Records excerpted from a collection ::

++++++

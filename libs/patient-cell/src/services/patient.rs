use reqwest::Method;
use serde_json::{json, Value};
use tracing::debug;
use chrono::Utc;

use shared_config::AppConfig;
use shared_database::supabase::SupabaseClient;

use crate::models::{Patient, CreatePatientRequest, UpdatePatientRequest, PatientError};

pub struct PatientService {
    supabase: SupabaseClient,
}

impl PatientService {
    pub fn new(config: &AppConfig) -> Self {
        Self {
            supabase: SupabaseClient::new(config),
        }
    }

    pub async fn create_patient(
        &self,
        request: CreatePatientRequest,
        auth_token: &str,
    ) -> Result<Patient, PatientError> {
        debug!("Creating new patient profile for: {}", request.email);

        if request.pincode.trim().is_empty() {
            return Err(PatientError::ValidationError(
                "pincode must not be empty".to_string(),
            ));
        }

        let existing_check_path = format!(
            "/rest/v1/patients?email=eq.{}",
            urlencoding::encode(&request.email)
        );
        let existing: Vec<Value> = self
            .supabase
            .request(Method::GET, &existing_check_path, Some(auth_token), None)
            .await
            .map_err(|e| PatientError::DatabaseError(e.to_string()))?;

        if !existing.is_empty() {
            return Err(PatientError::EmailAlreadyExists { email: request.email });
        }

        let patient_data = json!({
            "first_name": request.first_name,
            "last_name": request.last_name,
            "email": request.email,
            "phone_number": request.phone_number,
            "date_of_birth": request.date_of_birth.format("%Y-%m-%d").to_string(),
            "pincode": request.pincode,
            "lat": request.lat,
            "lon": request.lon,
            "created_at": Utc::now().to_rfc3339(),
            "updated_at": Utc::now().to_rfc3339()
        });

        let mut headers = reqwest::header::HeaderMap::new();
        headers.insert("Prefer", reqwest::header::HeaderValue::from_static("return=representation"));

        let result: Vec<Value> = self
            .supabase
            .request_with_headers(
                Method::POST,
                "/rest/v1/patients",
                Some(auth_token),
                Some(patient_data),
                Some(headers),
            )
            .await
            .map_err(|e| PatientError::DatabaseError(e.to_string()))?;

        let patient: Patient = result
            .into_iter()
            .next()
            .ok_or_else(|| PatientError::DatabaseError("Empty insert response".to_string()))
            .and_then(|row| {
                serde_json::from_value(row)
                    .map_err(|e| PatientError::DatabaseError(e.to_string()))
            })?;

        debug!("Patient profile created successfully with ID: {}", patient.id);
        Ok(patient)
    }

    pub async fn get_patient(
        &self,
        patient_id: &str,
        auth_token: &str,
    ) -> Result<Patient, PatientError> {
        debug!("Fetching patient profile: {}", patient_id);

        let path = format!("/rest/v1/patients?id=eq.{}", patient_id);
        let result: Vec<Value> = self
            .supabase
            .request(Method::GET, &path, Some(auth_token), None)
            .await
            .map_err(|e| PatientError::DatabaseError(e.to_string()))?;

        result
            .into_iter()
            .next()
            .ok_or(PatientError::NotFound)
            .and_then(|row| {
                serde_json::from_value(row)
                    .map_err(|e| PatientError::DatabaseError(e.to_string()))
            })
    }

    pub async fn get_patient_by_email(
        &self,
        email: &str,
        auth_token: &str,
    ) -> Result<Patient, PatientError> {
        let path = format!("/rest/v1/patients?email=eq.{}", urlencoding::encode(email));
        let result: Vec<Value> = self
            .supabase
            .request(Method::GET, &path, Some(auth_token), None)
            .await
            .map_err(|e| PatientError::DatabaseError(e.to_string()))?;

        result
            .into_iter()
            .next()
            .ok_or(PatientError::NotFound)
            .and_then(|row| {
                serde_json::from_value(row)
                    .map_err(|e| PatientError::DatabaseError(e.to_string()))
            })
    }

    pub async fn update_patient(
        &self,
        patient_id: &str,
        request: UpdatePatientRequest,
        auth_token: &str,
    ) -> Result<Patient, PatientError> {
        debug!("Updating patient profile: {}", patient_id);

        let mut update_data = serde_json::Map::new();

        if let Some(first_name) = request.first_name {
            update_data.insert("first_name".to_string(), json!(first_name));
        }
        if let Some(last_name) = request.last_name {
            update_data.insert("last_name".to_string(), json!(last_name));
        }
        if let Some(phone_number) = request.phone_number {
            update_data.insert("phone_number".to_string(), json!(phone_number));
        }
        if let Some(pincode) = request.pincode {
            update_data.insert("pincode".to_string(), json!(pincode));
        }
        if let Some(lat) = request.lat {
            update_data.insert("lat".to_string(), json!(lat));
        }
        if let Some(lon) = request.lon {
            update_data.insert("lon".to_string(), json!(lon));
        }

        update_data.insert("updated_at".to_string(), json!(Utc::now().to_rfc3339()));

        let path = format!("/rest/v1/patients?id=eq.{}", patient_id);
        let mut headers = reqwest::header::HeaderMap::new();
        headers.insert("Prefer", reqwest::header::HeaderValue::from_static("return=representation"));

        let result: Vec<Value> = self
            .supabase
            .request_with_headers(
                Method::PATCH,
                &path,
                Some(auth_token),
                Some(Value::Object(update_data)),
                Some(headers),
            )
            .await
            .map_err(|e| PatientError::DatabaseError(e.to_string()))?;

        result
            .into_iter()
            .next()
            .ok_or(PatientError::NotFound)
            .and_then(|row| {
                serde_json::from_value(row)
                    .map_err(|e| PatientError::DatabaseError(e.to_string()))
            })
    }
}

++++++

YOUR OBJECTIVE :: Please type the entries above out again exactly.

RESPONSE AREA ::
filename libs/patient-cell/src/services/patient.rs
use reqwest::Method;
use serde_json::{json, Value};
use tracing::debug;
use chrono::Utc;

use shared_config::AppConfig;
use shared_database::supabase::SupabaseClient;

use crate::models::{Patient, CreatePatientRequest, UpdatePatientRequest, PatientError};

pub struct PatientService {
    supabase: SupabaseClient,
}

impl PatientService {
    pub fn new(config: &AppConfig) -> Self {
        Self {
            supabase: SupabaseClient::new(config),
        }
    }

    pub async fn create_patient(
        &self,
        request: CreatePatientRequest,
        auth_token: &str,
    ) -> Result<Patient, PatientError> {
        debug!("Creating new patient profile for: {}", request.email);

        if request.pincode.trim().is_empty() {
            return Err(PatientError::ValidationError(
                "pincode must not be empty".to_string(),
            ));
        }

        let existing_check_path = format!(
            "/rest/v1/patients?email=eq.{}",
            urlencoding::encode(&request.email)
        );
        let existing: Vec<Value> = self
            .supabase
            .request(Method::GET, &existing_check_path, Some(auth_token), None)
            .await
            .map_err(|e| PatientError::DatabaseError(e.to_string()))?;

        if !existing.is_empty() {
            return Err(PatientError::EmailAlreadyExists { email: request.email });
        }

        let patient_data = json!({
            "first_name": request.first_name,
            "last_name": request.last_name,
            "email": request.email,
            "phone_number": request.phone_number,
            "date_of_birth": request.date_of_birth.format("%Y-%m-%d").to_string(),
            "pincode": request.pincode,
            "lat": request.lat,
            "lon": request.lon,
            "created_at": Utc::now().to_rfc3339(),
            "updated_at": Utc::now().to_rfc3339()
        });

        let mut headers = reqwest::header::HeaderMap::new();
        headers.insert("Prefer", reqwest::header::HeaderValue::from_static("return=representation"));

        let result: Vec<Value> = self
            .supabase
            .request_with_headers(
                Method::POST,
                "/rest/v1/patients",
                Some(auth_token),
                Some(patient_data),
                Some(headers),
            )
            .await
            .map_err(|e| PatientError::DatabaseError(e.to_string()))?;

        let patient: Patient = result
            .into_iter()
            .next()
            .ok_or_else(|| PatientError::DatabaseError("Empty insert response".to_string()))
            .and_then(|row| {
                serde_json::from_value(row)
                    .map_err(|e| PatientError::DatabaseError(e.to_string()))
            })?;

        debug!("Patient profile created successfully with ID: {}", patient.id);
        Ok(patient)
    }

    pub async fn get_patient(
        &self,
        patient_id: &str,
        auth_token: &str,
    ) -> Result<Patient, PatientError> {
        debug!("Fetching patient profile: {}", patient_id);

        let path = format!("/rest/v1/patients?id=eq.{}", patient_id);
        let result: Vec<Value> = self
            .supabase
            .request(Method::GET, &path, Some(auth_token), None)
            .await
            .map_err(|e| PatientError::DatabaseError(e.to_string()))?;

        result
            .into_iter()
            .next()
            .ok_or(PatientError::NotFound)
            .and_then(|row| {
                serde_json::from_value(row)
                    .map_err(|e| PatientError::DatabaseError(e.to_string()))
            })
    }

    pub async fn get_patient_by_email(
        &self,
        email: &str,
        auth_token: &str,
    ) -> Result<Patient, PatientError> {
        let path = format!("/rest/v1/patients?email=eq.{}", urlencoding::encode(email));
        let result: Vec<Value> = self
            .supabase
            .request(Method::GET, &path, Some(auth_token), None)
            .await
            .map_err(|e| PatientError::DatabaseError(e.to_string()))?;

        result
            .into_iter()
            .next()
            .ok_or(PatientError::NotFound)
            .and_then(|row| {
                serde_json::from_value(row)
                    .map_err(|e| PatientError::DatabaseError(e.to_string()))
            })
    }

    pub async fn update_patient(
        &self,
        patient_id: &str,
        request: UpdatePatientRequest,
        auth_token: &str,
    ) -> Result<Patient, PatientError> {
        debug!("Updating patient profile: {}", patient_id);

        let mut update_data = serde_json::Map::new();

        if let Some(first_name) = request.first_name {
            update_data.insert("first_name".to_string(), json!(first_name));
        }
        if let Some(last_name) = request.last_name {
            update_data.insert("last_name".to_string(), json!(last_name));
        }
        if let Some(phone_number) = request.phone_number {
            update_data.insert("phone_number".to_string(), json!(phone_number));
        }
        if let Some(pincode) = request.pincode {
            update_data.insert("pincode".to_string(), json!(pincode));
        }
        if let Some(lat) = request.lat {
            update_data.insert("lat".to_string(), json!(lat));
        }
        if let Some(lon) = request.lon {
            update_data.insert("lon".to_string(), json!(lon));
        }

        update_data.insert("updated_at".to_string(), json!(Utc::now().to_rfc3339()));

        let path = format!("/rest/v1/patients?id=eq.{}", patient_id);
        let mut headers = reqwest::header::HeaderMap::new();
        headers.insert("Prefer", reqwest::header::HeaderValue::from_static("return=representation"));

        let result: Vec<Value> = self
            .supabase
            .request_with_headers(
                Method::PATCH,
                &path,
                Some(auth_token),
                Some(Value::Object(update_data)),
                Some(headers),
            )
            .await
            .map_err(|e| PatientError::DatabaseError(e.to_string()))?;

        result
            .into_iter()
            .next()
            .ok_or(PatientError::NotFound)
            .and_then(|row| {
                serde_json::from_value(row)
                    .map_err(|e| PatientError::DatabaseError(e.to_string()))
            })
    }
}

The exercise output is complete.